Recall: apenas 3% dos produtos com defeito são trocados no Brasil

Mais de 13 milhões de itens foram objeto de convocação pública, mas somente 503 mil usuários atenderam aos chamados das empresas

André Borges/Especial para o Metrópoles

atualizado 10/12/2019 10:19

Desde 2016, 13,7 milhões de produtos fabricados com defeito foram objetos de recall no Brasil. Apesar de as correções serem divulgadas na mídia de massa, como em televisão, internet e jornal, apenas 3% dos usuários atenderam efetivamente aos chamados – o equivalente a 503 mil itens com problemas. As informações são do Ministério da Justiça e da Segurança Pública e foram analisadas pelo (M)Dados.

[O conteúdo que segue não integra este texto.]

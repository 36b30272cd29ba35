//! Configuration for OpenTelemetry

use crate::error::{TelemetryError, TelemetryResult};
use opentelemetry::KeyValue;
use opentelemetry_sdk::Resource;
use opentelemetry_semantic_conventions::resource::SERVICE_VERSION;
use serde::{Deserialize, Serialize};
use std::env;

/// Telemetry configuration
#[derive(Debug, Clone, Serialize, Deserialize)]
pub struct TelemetryConfig {
    /// Service name
    pub service_name: String,

    /// Service version
    pub service_version: Option<String>,

    /// Environment (e.g., "production", "staging", "development")
    pub environment: Option<String>,

    /// Enable tracing
    pub enable_tracing: bool,

    /// Tracing configuration
    pub tracing: TracingConfig,

    /// Additional resource attributes
    pub resource_attributes: Vec<(String, String)>,
}

/// Tracing configuration
#[derive(Debug, Clone, Serialize, Deserialize)]
pub struct TracingConfig {
    /// Exporter type
    pub exporter: TracingExporter,

    /// OTLP endpoint (if using OTLP)
    pub otlp_endpoint: Option<String>,

    /// Sampling ratio (0.0 to 1.0)
    pub sampling_ratio: f64,

    /// Maximum attributes per span
    pub max_attributes_per_span: u32,

    /// Maximum events per span
    pub max_events_per_span: u32,
}

/// Tracing exporter type
#[derive(Debug, Clone, Copy, PartialEq, Eq, Serialize, Deserialize)]
#[serde(rename_all = "lowercase")]
pub enum TracingExporter {
    /// OTLP exporter (OpenTelemetry Protocol)
    Otlp,
    /// No exporter; spans are sampled but dropped
    None,
}

impl Default for TelemetryConfig {
    fn default() -> Self {
        Self {
            service_name: "postbus-service".to_string(),
            service_version: Some(env!("CARGO_PKG_VERSION").to_string()),
            environment: Some("development".to_string()),
            enable_tracing: true,
            tracing: TracingConfig::default(),
            resource_attributes: Vec::new(),
        }
    }
}

impl Default for TracingConfig {
    fn default() -> Self {
        Self {
            exporter: TracingExporter::Otlp,
            otlp_endpoint: Some("http://localhost:4317".to_string()),
            sampling_ratio: 1.0,
            max_attributes_per_span: 128,
            max_events_per_span: 128,
        }
    }
}

impl TelemetryConfig {
    /// Create a new telemetry configuration
    pub fn new(service_name: impl Into<String>) -> Self {
        Self {
            service_name: service_name.into(),
            ..Default::default()
        }
    }

    /// Build a configuration from the standard `OTEL_*` variables plus
    /// `POSTBUS_TRACING_EXPORTER` and `POSTBUS_TRACING_SAMPLING_RATIO`.
    pub fn from_env() -> TelemetryResult<Self> {
        let mut config = Self::default();

        if let Ok(name) = env::var("OTEL_SERVICE_NAME") {
            config.service_name = name;
        }
        if let Ok(endpoint) = env::var("OTEL_EXPORTER_OTLP_ENDPOINT") {
            config.tracing.otlp_endpoint = Some(endpoint);
        }
        if let Ok(exporter) = env::var("POSTBUS_TRACING_EXPORTER") {
            config.tracing.exporter = match exporter.to_lowercase().as_str() {
                "otlp" => TracingExporter::Otlp,
                "none" => TracingExporter::None,
                other => {
                    return Err(TelemetryError::Config(format!(
                        "Unknown tracing exporter: {}",
                        other
                    )));
                }
            };
        }
        if let Ok(ratio) = env::var("POSTBUS_TRACING_SAMPLING_RATIO") {
            config.tracing.sampling_ratio = ratio.parse().map_err(|_| {
                TelemetryError::Config(format!("Invalid sampling ratio: {}", ratio))
            })?;
        }

        config.validate()?;
        Ok(config)
    }

    /// Set service version
    pub fn with_version(mut self, version: impl Into<String>) -> Self {
        self.service_version = Some(version.into());
        self
    }

    /// Set environment
    pub fn with_environment(mut self, env: impl Into<String>) -> Self {
        self.environment = Some(env.into());
        self
    }

    /// Enable or disable tracing
    pub fn with_tracing(mut self, enabled: bool) -> Self {
        self.enable_tracing = enabled;
        self
    }

    /// Use the given exporter
    pub fn with_exporter(mut self, exporter: TracingExporter) -> Self {
        self.tracing.exporter = exporter;
        self
    }

    /// Set the OTLP endpoint
    pub fn with_otlp_endpoint(mut self, endpoint: impl Into<String>) -> Self {
        self.tracing.otlp_endpoint = Some(endpoint.into());
        self
    }

    /// Set the sampling ratio
    pub fn with_sampling_ratio(mut self, ratio: f64) -> Self {
        self.tracing.sampling_ratio = ratio;
        self
    }

    /// Add a resource attribute
    pub fn with_attribute(mut self, key: impl Into<String>, value: impl Into<String>) -> Self {
        self.resource_attributes.push((key.into(), value.into()));
        self
    }

    /// Create OpenTelemetry resource from configuration
    pub fn create_resource(&self) -> Resource {
        let mut attributes = Vec::new();

        if let Some(ref version) = self.service_version {
            attributes.push(KeyValue::new(SERVICE_VERSION, version.clone()));
        }

        if let Some(ref env) = self.environment {
            attributes.push(KeyValue::new("deployment.environment", env.clone()));
        }

        for (key, value) in &self.resource_attributes {
            attributes.push(KeyValue::new(key.clone(), value.clone()));
        }

        Resource::builder()
            .with_service_name(self.service_name.clone())
            .with_attributes(attributes)
            .build()
    }

    /// Validate configuration
    pub fn validate(&self) -> TelemetryResult<()> {
        if self.service_name.is_empty() {
            return Err(TelemetryError::Config(
                "Service name cannot be empty".to_string(),
            ));
        }

        if self.enable_tracing
            && self.tracing.exporter == TracingExporter::Otlp
            && self.tracing.otlp_endpoint.is_none()
        {
            return Err(TelemetryError::Config(
                "OTLP endpoint required for OTLP tracing exporter".to_string(),
            ));
        }

        if !(0.0..=1.0).contains(&self.tracing.sampling_ratio) {
            return Err(TelemetryError::Config(
                "Sampling ratio must be between 0.0 and 1.0".to_string(),
            ));
        }

        Ok(())
    }
}

#[cfg(test)]
mod tests {
    use super::*;

    #[test]
    fn test_config_defaults() {
        let config = TelemetryConfig::default();

        assert_eq!(config.service_name, "postbus-service");
        assert!(config.enable_tracing);
        assert_eq!(config.tracing.exporter, TracingExporter::Otlp);
        assert_eq!(config.tracing.sampling_ratio, 1.0);
    }

    #[test]
    fn test_config_builder() {
        let config = TelemetryConfig::new("orders")
            .with_version("2.1.0")
            .with_environment("staging")
            .with_attribute("team", "payments")
            .with_exporter(TracingExporter::None);

        assert_eq!(config.service_name, "orders");
        assert_eq!(config.service_version, Some("2.1.0".to_string()));
        assert_eq!(config.environment, Some("staging".to_string()));
        assert_eq!(config.resource_attributes.len(), 1);
        assert_eq!(config.tracing.exporter, TracingExporter::None);
    }

    #[test]
    fn test_config_validate_empty_service_name() {
        let config = TelemetryConfig::new("");
        assert!(config.validate().is_err());
    }

    #[test]
    fn test_config_validate_sampling_ratio() {
        assert!(TelemetryConfig::new("svc").with_sampling_ratio(1.5).validate().is_err());
        assert!(TelemetryConfig::new("svc").with_sampling_ratio(-0.1).validate().is_err());
        assert!(TelemetryConfig::new("svc").with_sampling_ratio(0.25).validate().is_ok());
    }

    #[test]
    fn test_otlp_requires_endpoint() {
        let mut config = TelemetryConfig::new("svc");
        config.tracing.otlp_endpoint = None;
        assert!(config.validate().is_err());

        config.tracing.exporter = TracingExporter::None;
        assert!(config.validate().is_ok());
    }

    #[test]
    fn test_create_resource() {
        let resource = TelemetryConfig::new("orders").create_resource();
        assert!(!resource.is_empty());
    }
}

Automóveis são os que mais sofrem convocações públicas para troca ou conserto no país. Do total de 415 recalls cadastrados nos últimos quatro anos, 406 são de veículos automotores. Por conta disso, o Ministério da Justiça fez mudança recente nas normas.

A alteração pede para que o cliente seja contatado individualmente caso tenha comprado um carro objeto de recall. Hoje, a lei exige a divulgação apenas na mídia de massa. De acordo com o ministério, o principal objetivo da portaria é aumentar o índice de atendimento das campanhas, “reduzindo o risco de acidentes e, por consequência, resguardando o cidadão”.

No entanto, o professor de direito civil comercial da Universidade de Brasília (UnB) Angelo Gamba destaca que o novo mecanismo ainda não está em funcionamento e depende de cadastramento do próprio consumidor.

Segundo o especialista, é preciso haver uma série de mudanças culturais para que os recalls tenham maior efetividade. “A gente tende a buscar mais medidas repressivas do que prevenir e isso acaba entrando no cálculo de algumas empresas”, analisa.

Riscos

Outros produtos recorrentes são alimentos, computadores e acessórios. O maior recall cadastrado desde 2016 foi de um plugue adaptador da Apple. Em 28 de janeiro de 2016, foi solicitada a troca de 7,2 milhões de itens que apresentavam riscos de choque elétrico. De acordo com os dados do Ministério da Justiça, nenhum foi devolvido.

Na ocasião, a empresa afirmou que os plugues fabricados entre 2003 e junho de 2015, “em situações muito raras, podem se quebrar e criar um risco de choque elétrico caso os consumidores entrem em contato com os componentes expostos”.

“O ideal é que, antes de colocar produtos no mercado, sejam feitos testes de controle e não só os que o governo exige. Provas que garantam a segurança do produto. O recall custa muito para a empresa e o ideal é que ela não chegue ao extremo de fazer a convocação, aperfeiçoando as técnicas de controle interno”, conclui Gamba.